It seemed only a couple of months ago the youth and digital population of India was raging over Reliance’s attempt to breach net neutrality in India. Petitions were sent out and protests were made in an attempt to maintain net neutrality in the country. Yet somehow, TRAI got nearly 18 lakh mails in favour of free basics, and only 5 lakh supporting net neutrality. How did this happen?

First, a little background information to those who are completely ignorant of the relation between the two. Free Basics, or internet.org is an initiative by Facebook and Reliance Communications to offer free Internet to the underprivileged of India. As noble as it may sound, it is the perfect way for the giant (Facebook) to tap into a fresh and completely unexplored market when it comes to digital media. However, providing Internet for free on a limited number of websites and applications, through a specific provider, breaches net neutrality. Net neutrality means that no matter which service provider you use, you pay for a data pack, which allows you to access all websites and applications allowed and available in your country. Without net neutrality, you would need separate data packs for your WhatsApp, Facebook, Gmail, and so on.

Here’s what went wrong: Facebook got sneaky. The social media giant launched an aggressive campaign flooding our TV ad space, billboards, newspapers, in an attempt to show that Free Basics was for the poor and underprivileged. When this did not work, they decided to play on the ignorant and lazy. Every time you logged into Facebook, a pop-up was displayed on the upper right hand corner, asking you to save or support ‘Free Basics’. Not only that, Facebook also began sending notifications to inform users that one or many of their friends have allowed Facebook to send a message to TRAI on their behalf, supporting Free Basics in India. Net Neutrality, in stark contrast, meant that you had to go to the website, the submissions age, and then send the mail. More work for the lazy.

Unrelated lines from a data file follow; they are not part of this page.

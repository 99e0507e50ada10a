mod ws_relay;

pub use ws_relay::WsRelayConnector;

use async_trait::async_trait;
use huddle_core::{PeerId, ProtocolError, RoomId, SignalingEnvelope};
use thiserror::Error;
use tokio::sync::mpsc;

#[derive(Debug, Error)]
pub enum RelayError {
    #[error("invalid relay url: {0}")]
    InvalidUrl(String),
    #[error("failed to connect to relay: {0}")]
    Connect(String),
    #[error("relay connection closed")]
    Closed,
    #[error(transparent)]
    Protocol(#[from] ProtocolError),
}

/// Outbound half of a relay registration.
#[async_trait]
pub trait RelaySender: Send + Sync {
    async fn send(&self, envelope: SignalingEnvelope) -> Result<(), RelayError>;

    /// Unregister from the room. Envelopes sent afterwards are lost.
    async fn close(&self);
}

/// A live registration: envelopes for this peer arrive on `inbound`, which
/// ends when the relay connection is lost.
pub struct RelayLink {
    pub sender: Box<dyn RelaySender>,
    pub inbound: mpsc::UnboundedReceiver<SignalingEnvelope>,
}

#[async_trait]
pub trait RelayConnector: Send + Sync {
    async fn connect(&self, room_id: &RoomId, peer_id: &PeerId) -> Result<RelayLink, RelayError>;
}
use serde::{Deserialize, Serialize};
use std::fmt;

/// Group/room identifier; relay delivery is scoped to it.
#[derive(Debug, Serialize, Deserialize, Clone, Hash, Eq, PartialEq)]
#[serde(transparent)]
pub struct RoomId(String);

impl RoomId {
    pub fn new(id: impl Into<String>) -> Self {
        Self(id.into())
    }

    pub fn as_str(&self) -> &str {
        &self.0
    }
}

impl From<&str> for RoomId {
    fn from(s: &str) -> Self {
        Self(s.to_owned())
    }
}

impl From<String> for RoomId {
    fn from(s: String) -> Self {
        Self(s)
    }
}

impl fmt::Display for RoomId {
    fn fmt(&self, f: &mut fmt::Formatter<'_>) -> fmt::Result {
        write!(f, "{}", self.0)
    }
}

Here’s the text of the letter that shows up on Facebook and allows Facebook to send to TRAI on your behalf:

To the Telecom Regulatory Authority of India,  I support digital equality for India.   Free Basics provides free access to essential internet services like communication, education, healthcare, employment, farming and more. It helps those who can’t afford to pay for data, or who need a little help getting started online. And it’s open to all people, developers and mobile operators.  With 1 billion Indian people not yet connected, shutting down Free Basics would hurt our country’s most vulnerable people.   I support Free Basics – and digital equality for India.  Thank you. 

Well played Facebook. You have targeted your own people very cleverly, knowing that they will not hesitate to do something made to sound noble and as easy as a click of a button. Not only did you play the “Your friends are doing it too” card, but also presented your  slightly ignorant users with half the information. Facebook asked their users to support Free Basics and digital equality without clearly explaining the issue. Neither was there any mention of differential pricing, while this round of TRAI consultation had specific queries on the same. We do not even know exactly how this text will be submitted from Facebook to TRAI. Many are arguing that this text was misleading and that these submissions via Facebook should not be taken into consideration. Many who have signed up for Free Basics without being fully aware of its implications on net neutrality.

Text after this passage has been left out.